During his trial further evidence was submitted that in 1991 he and other co-accused helped to draft a document where they referred to the Tutsi ethnic group as the "principal enemy" which was widely distributed in the army. They were also accused of supporting the media outlets responsible for spreading hate messages and making lists of victims. The trial wrapped up on 1 June 2007, after five years, with Colonel Théoneste Bagosora still maintaining his innocence.

On 18 December 2008, the International Criminal Tribunal for Rwanda found Bagosora and two other senior Rwandan army officers, Major Aloys Ntabakuze and Colonel Anatole Nsengiyumva, guilty of genocide, crimes against humanity and war crimes and sentenced him to life imprisonment. In ruling that life imprisonment was the appropriate sentence for Bagosora the three trial judges concurred that "The toll of human suffering was immense as a result of crimes which could have only occurred with his orders and authorisation." The tribunal court stated that Bagosora had been "the highest authority in the Rwandan Defense Ministry, with authority over the military" in the aftermath of the assassination of President Habyarimana. The court ruled that Bagosora was responsible for the murders of Prime Minister Agathe Uwilingiyimana, the ten Belgian peacekeepers who had been guarding the Prime Minister at Camp Kigali, the president of the Constitutional Court Joseph Kavaruganda, and three major opposition leaders, Faustin Rucogoza, Frederic Nzamurambaho, and Landoald Ndasingwa. In addition, the court found Bagosora guilty of orchestrating the mass killings of Tutsis in Kigali and Gisenyi. However, the trial court held there was a reasonable doubt that events prior to 6 April could only be explained by Bagosora conspiring with others, so he was therefore acquitted on a charge of conspiracy to commit genocide prior to 7 April 1994.

In the end result at trial, Bagosora was convicted of 10 counts of eight different crimes, including genocide, two counts of murder (one for Rwandans and one for peacekeepers), extermination, rape, persecution, other inhumane acts, two counts of violence to life (one for Rwandans and one for peacekeepers) as well as outrages against personal dignity He was serving his sentence in the Koulikoro prison in Mali. On 1 April 2021, his request for parole was denied.

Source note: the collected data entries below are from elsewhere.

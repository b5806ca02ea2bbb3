use crate::error::BackupError;
use chrono::{DateTime, Local};
use serde::{Deserialize, Serialize};
use std::fmt;
use std::path::PathBuf;
use std::str::FromStr;

/// Format of the batch timestamp used in artifact names
pub const TIMESTAMP_FORMAT: &str = "%Y-%m-%d_%H-%M-%S";

/// Root configuration structure
#[derive(Debug, Clone, Default, Deserialize, Serialize)]
pub struct Config {
    #[serde(default)]
    pub global: GlobalConfig,
    #[serde(default)]
    pub databases: Vec<DatabaseEntry>,
}

/// Global configuration settings
#[derive(Debug, Clone, Deserialize, Serialize)]
pub struct GlobalConfig {
    /// Root of the local backup tree
    #[serde(default = "default_backup_dir")]
    pub backup_dir: PathBuf,

    /// Scratch directory inside exec targets for staged exports
    #[serde(default = "default_scratch_dir")]
    pub scratch_dir: String,

    /// Default execution method
    #[serde(default = "default_method")]
    pub method: String,

    /// Cluster namespace for kubectl-exec
    #[serde(default = "default_namespace")]
    pub namespace: String,

    /// Logging configuration
    #[serde(default = "default_log_directory")]
    pub log_directory: PathBuf,
    #[serde(default = "default_log_level")]
    pub log_level: String,
    #[serde(default = "default_log_max_files")]
    pub log_max_files: u32,
    #[serde(default)]
    pub log_format: LogFormat,
}

impl Default for GlobalConfig {
    fn default() -> Self {
        Self {
            backup_dir: default_backup_dir(),
            scratch_dir: default_scratch_dir(),
            method: default_method(),
            namespace: default_namespace(),
            log_directory: default_log_directory(),
            log_level: default_log_level(),
            log_max_files: default_log_max_files(),
            log_format: LogFormat::default(),
        }
    }
}

#[derive(Debug, Clone, Copy, Default, Deserialize, Serialize, PartialEq, Eq)]
#[serde(rename_all = "lowercase")]
pub enum LogFormat {
    #[default]
    Text,
    Json,
}

/// One configured database (raw, before resolution)
///
/// `type` and `method` stay strings so an unsupported value fails only its
/// own job instead of the whole file.
#[derive(Clone, Default, Deserialize, Serialize)]
pub struct DatabaseEntry {
    #[serde(rename = "type")]
    pub db_type: String,

    pub database: String,

    #[serde(default, skip_serializing_if = "Option::is_none")]
    pub host: Option<String>,
    #[serde(default, skip_serializing_if = "Option::is_none")]
    pub user: Option<String>,
    #[serde(default, skip_serializing_if = "Option::is_none")]
    pub version: Option<String>,

    /// Password sources (at most one)
    #[serde(default, skip_serializing_if = "Option::is_none")]
    pub password: Option<String>,
    #[serde(default, skip_serializing_if = "Option::is_none")]
    pub password_env: Option<String>,
    #[serde(default, skip_serializing_if = "Option::is_none")]
    pub password_file: Option<PathBuf>,

    /// docker-exec target
    #[serde(default, skip_serializing_if = "Option::is_none")]
    pub container: Option<String>,
    /// kubectl-exec target
    #[serde(default, skip_serializing_if = "Option::is_none")]
    pub pod: Option<String>,

    /// Per-database method override
    #[serde(default, skip_serializing_if = "Option::is_none")]
    pub method: Option<String>,
}

impl fmt::Debug for DatabaseEntry {
    fn fmt(&self, f: &mut fmt::Formatter<'_>) -> fmt::Result {
        f.debug_struct("DatabaseEntry")
            .field("db_type", &self.db_type)
            .field("database", &self.database)
            .field("host", &self.host)
            .field("user", &self.user)
            .field("version", &self.version)
            .field("password", &self.password.as_ref().map(|_| "<redacted>"))
            .field("password_env", &self.password_env)
            .field("password_file", &self.password_file)
            .field("container", &self.container)
            .field("pod", &self.pod)
            .field("method", &self.method)
            .finish()
    }
}

/// Supported database engines
#[derive(Debug, Clone, Copy, PartialEq, Eq, Hash, Deserialize, Serialize)]
#[serde(rename_all = "lowercase")]
pub enum DatabaseType {
    Postgres,
    Mysql,
    Mariadb,
    Mongodb,
}

impl DatabaseType {
    pub const ALL: [DatabaseType; 4] = [
        DatabaseType::Postgres,
        DatabaseType::Mysql,
        DatabaseType::Mariadb,
        DatabaseType::Mongodb,
    ];

    /// Name used for the per-type backup directory
    pub fn as_str(&self) -> &'static str {
        match self {
            DatabaseType::Postgres => "postgres",
            DatabaseType::Mysql => "mysql",
            DatabaseType::Mariadb => "mariadb",
            DatabaseType::Mongodb => "mongodb",
        }
    }

    /// Human readable engine name
    pub fn label(&self) -> &'static str {
        match self {
            DatabaseType::Postgres => "PostgreSQL",
            DatabaseType::Mysql => "MySQL",
            DatabaseType::Mariadb => "MariaDB",
            DatabaseType::Mongodb => "MongoDB",
        }
    }

    /// Whether the artifact is a directory tree rather than a single dump file
    pub fn produces_directory(&self) -> bool {
        matches!(self, DatabaseType::Mongodb)
    }

    /// Container image repository for docker-run
    pub fn image(&self) -> &'static str {
        match self {
            DatabaseType::Postgres => "postgres",
            DatabaseType::Mysql => "mysql",
            DatabaseType::Mariadb => "mariadb",
            DatabaseType::Mongodb => "mongo",
        }
    }

    /// Connection defaults offered by the interactive prompts and used to
    /// fill fields left out of the configuration file
    pub fn defaults(&self) -> EngineDefaults {
        match self {
            DatabaseType::Postgres => EngineDefaults {
                host: "postgres",
                user: "postgres",
                version: "15",
                container: "test-postgres",
                pod: "postgres-0",
            },
            DatabaseType::Mysql => EngineDefaults {
                host: "mysql",
                user: "root",
                version: "8",
                container: "test-mysql",
                pod: "mysql-0",
            },
            DatabaseType::Mariadb => EngineDefaults {
                host: "mariadb",
                user: "root",
                version: "11",
                container: "test-mariadb",
                pod: "mariadb-0",
            },
            DatabaseType::Mongodb => EngineDefaults {
                host: "mongodb",
                user: "",
                version: "7",
                container: "test-mongodb",
                pod: "mongodb-0",
            },
        }
    }
}

impl fmt::Display for DatabaseType {
    fn fmt(&self, f: &mut fmt::Formatter<'_>) -> fmt::Result {
        f.write_str(self.as_str())
    }
}

impl FromStr for DatabaseType {
    type Err = BackupError;

    fn from_str(s: &str) -> Result<Self, Self::Err> {
        match s.trim().to_lowercase().as_str() {
            "postgres" | "postgresql" => Ok(DatabaseType::Postgres),
            "mysql" => Ok(DatabaseType::Mysql),
            "mariadb" => Ok(DatabaseType::Mariadb),
            "mongodb" | "mongo" => Ok(DatabaseType::Mongodb),
            _ => Err(BackupError::UnknownDatabaseType(s.to_string())),
        }
    }
}

#[derive(Debug, Clone, Copy, PartialEq, Eq)]
pub struct EngineDefaults {
    pub host: &'static str,
    pub user: &'static str,
    pub version: &'static str,
    pub container: &'static str,
    pub pod: &'static str,
}

/// How the dump utility is reached
#[derive(Debug, Clone, Copy, PartialEq, Eq, Hash, Deserialize, Serialize)]
#[serde(rename_all = "kebab-case")]
pub enum ExecutionMethod {
    /// Disposable container started for the backup
    DockerRun,
    /// Exec into an already running container
    DockerExec,
    /// Exec into a running cluster pod
    KubectlExec,
}

impl ExecutionMethod {
    pub const ALL: [ExecutionMethod; 3] = [
        ExecutionMethod::DockerRun,
        ExecutionMethod::DockerExec,
        ExecutionMethod::KubectlExec,
    ];

    pub fn as_str(&self) -> &'static str {
        match self {
            ExecutionMethod::DockerRun => "docker-run",
            ExecutionMethod::DockerExec => "docker-exec",
            ExecutionMethod::KubectlExec => "kubectl-exec",
        }
    }

    pub fn description(&self) -> &'static str {
        match self {
            ExecutionMethod::DockerRun => "Use temporary container",
            ExecutionMethod::DockerExec => "Exec into existing Docker container",
            ExecutionMethod::KubectlExec => "Exec into Kubernetes pod",
        }
    }

    /// External program this method drives
    pub fn program(&self) -> &'static str {
        match self {
            ExecutionMethod::DockerRun | ExecutionMethod::DockerExec => "docker",
            ExecutionMethod::KubectlExec => "kubectl",
        }
    }
}

impl fmt::Display for ExecutionMethod {
    fn fmt(&self, f: &mut fmt::Formatter<'_>) -> fmt::Result {
        f.write_str(self.as_str())
    }
}

impl FromStr for ExecutionMethod {
    type Err = BackupError;

    fn from_str(s: &str) -> Result<Self, Self::Err> {
        match s.trim().to_lowercase().as_str() {
            "docker-run" | "ephemeral-container" => Ok(ExecutionMethod::DockerRun),
            "docker-exec" | "exec-into-container" => Ok(ExecutionMethod::DockerExec),
            "kubectl-exec" | "exec-into-pod" => Ok(ExecutionMethod::KubectlExec),
            _ => Err(BackupError::UnknownMethod(s.to_string())),
        }
    }
}

/// Resolved connection attributes for one database
#[derive(Clone, Default, PartialEq, Eq)]
pub struct ConnectionSpec {
    pub host: String,
    pub user: String,
    pub password: String,
    pub database: String,
    pub version: String,
    pub container: String,
    pub pod: String,
}

impl fmt::Debug for ConnectionSpec {
    fn fmt(&self, f: &mut fmt::Formatter<'_>) -> fmt::Result {
        let password = if self.password.is_empty() { "" } else { "<redacted>" };
        f.debug_struct("ConnectionSpec")
            .field("host", &self.host)
            .field("user", &self.user)
            .field("password", &password)
            .field("database", &self.database)
            .field("version", &self.version)
            .field("container", &self.container)
            .field("pod", &self.pod)
            .finish()
    }
}

/// A fully resolved unit of work: one database, one method, one batch timestamp
#[derive(Debug, Clone)]
pub struct BackupJob {
    /// Database type as configured
    pub engine: String,
    /// Execution method as configured
    pub method: String,
    pub connection: ConnectionSpec,
    /// Root of the local backup tree
    pub backup_dir: PathBuf,
    pub timestamp: DateTime<Local>,
    /// Only meaningful for kubectl-exec
    pub namespace: String,
    /// Only meaningful for staged exports
    pub scratch_dir: String,
    /// Set when the password source could not be read; fails only this job
    pub credential_error: Option<String>,
}

impl BackupJob {
    pub fn database_type(&self) -> Result<DatabaseType, BackupError> {
        self.engine.parse()
    }

    pub fn execution_method(&self) -> Result<ExecutionMethod, BackupError> {
        self.method.parse()
    }

    /// Fail if the password for this job could not be resolved
    pub fn check_credentials(&self) -> Result<(), BackupError> {
        match &self.credential_error {
            Some(message) => Err(BackupError::Credential {
                database: self.connection.database.clone(),
                message: message.clone(),
            }),
            None => Ok(()),
        }
    }

    /// Batch timestamp as it appears in artifact names
    pub fn stamp(&self) -> String {
        self.timestamp.format(TIMESTAMP_FORMAT).to_string()
    }

    /// Local directory holding every artifact of the given type
    pub fn type_dir(&self, db_type: DatabaseType) -> PathBuf {
        self.backup_dir.join(db_type.as_str())
    }

    /// Where the artifact for this job lands
    pub fn destination(&self, db_type: DatabaseType) -> PathBuf {
        let type_dir = self.type_dir(db_type);
        if db_type.produces_directory() {
            type_dir.join(self.stamp())
        } else {
            type_dir.join(format!("{}_{}.sql", self.connection.database, self.stamp()))
        }
    }
}

// Default value functions

fn default_backup_dir() -> PathBuf { PathBuf::from("backup") }
fn default_scratch_dir() -> String { "/tmp/db-backups".to_string() }
fn default_method() -> String { ExecutionMethod::DockerExec.as_str().to_string() }
fn default_namespace() -> String { "default".to_string() }
fn default_log_directory() -> PathBuf { PathBuf::from("~/logs") }
fn default_log_level() -> String { "info".to_string() }
fn default_log_max_files() -> u32 { 10 }
//! Test context and harness for integration testing
//!
//! Provides a unified context for setting up and tearing down test environments.

use crate::fixtures::render;
use std::path::{Path, PathBuf};
use tempfile::TempDir;

/// Test context that manages test resources and provides common utilities
pub struct TestContext {
    /// Temporary directory for test files
    temp_dir: TempDir,
}

impl TestContext {
    /// Create a new test context with a temporary directory
    pub fn new() -> Self {
        Self {
            temp_dir: TempDir::new().expect("Failed to create temp dir"),
        }
    }

    /// Get the temporary directory path
    pub fn temp_dir(&self) -> &Path {
        self.temp_dir.path()
    }

    /// Backup root used by rendered templates
    pub fn backup_dir(&self) -> PathBuf {
        self.temp_dir.path().join("backup")
    }

    /// Render a fixture template into `db-backup.toml`
    pub fn write_config(&self, template: &str) -> PathBuf {
        self.create_file("db-backup.toml", &render(template, self.temp_dir.path()))
    }

    /// Create a file in the temp dir
    pub fn create_file(&self, name: &str, content: &str) -> PathBuf {
        let path = self.temp_dir.path().join(name);
        if let Some(parent) = path.parent() {
            std::fs::create_dir_all(parent).expect("Failed to create parent directory");
        }
        std::fs::write(&path, content).expect("Failed to write file");
        path
    }
}

impl Default for TestContext {
    fn default() -> Self {
        Self::new()
    }
}

/// Extension trait for assertion helpers
pub trait ResultAssertions<T> {
    /// Assert that the result is Ok and return the value
    fn assert_ok(self) -> T;

    /// Assert that the result is Err and the error message contains the given string
    fn assert_err_contains(self, needle: &str);
}

impl<T: std::fmt::Debug, E: std::fmt::Display> ResultAssertions<T> for Result<T, E> {
    fn assert_ok(self) -> T {
        match self {
            Ok(v) => v,
            Err(e) => panic!("Expected Ok, got Err: {}", e),
        }
    }

    fn assert_err_contains(self, needle: &str) {
        match self {
            Ok(v) => panic!("Expected Err containing '{}', got Ok: {:?}", needle, v),
            Err(e) => {
                let err_msg = e.to_string();
                assert!(
                    err_msg.contains(needle),
                    "Error '{}' does not contain '{}'",
                    err_msg,
                    needle
                );
            }
        }
    }
}
//! Configuration module for db-backup
//!
//! This module handles loading and validating the TOML configuration and
//! resolving it into an ordered list of backup jobs.
//!
//! ## Resolution
//!
//! Each `[[databases]]` entry becomes one `BackupJob`:
//! 1. Fields left out fall back to the engine defaults
//! 2. The method falls back to `global.method`
//! 3. The password is read from `password`, `password_env` or `password_file`;
//!    a source that cannot be read fails only that job
//!
//! ## Example Usage
//!
//! ```no_run
//! use db_backup::config;
//!
//! let config = config::load_config("db-backup.toml")?;
//! let jobs = config::resolve_jobs(&config, chrono::Local::now());
//!
//! for job in &jobs {
//!     println!("{} via {}", job.connection.database, job.method);
//! }
//! # Ok::<(), config::ConfigError>(())
//! ```

mod loader;
mod types;

pub use loader::{
    check_database_name, load_config, load_global, resolve_job, resolve_jobs, validate_config,
    ConfigError, Result,
};
pub use types::*;

/// Expand tilde (~) in path
pub fn expand_tilde(path: &std::path::Path) -> std::path::PathBuf {
    if let Ok(stripped) = path.strip_prefix("~") {
        if let Some(home) = dirs::home_dir() {
            return home.join(stripped);
        }
    }
    path.to_path_buf()
}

Bagosora died five months later.

==In popular culture==
In the 2005 film by HBO Sometimes in April, a historical drama about the 1994 Rwandan Genocide, Bagosora is portrayed by Abby Mukiibi Nkaaga.

In the 2007 film Shake Hands with the Devil, a dramatisation of Canadian military officer Roméo Dallaire's book about his time as commander of the United Nations Assistance Mission for Rwanda, Bagosora is portrayed by Burundian actor Michel-Ange Nzojibwami.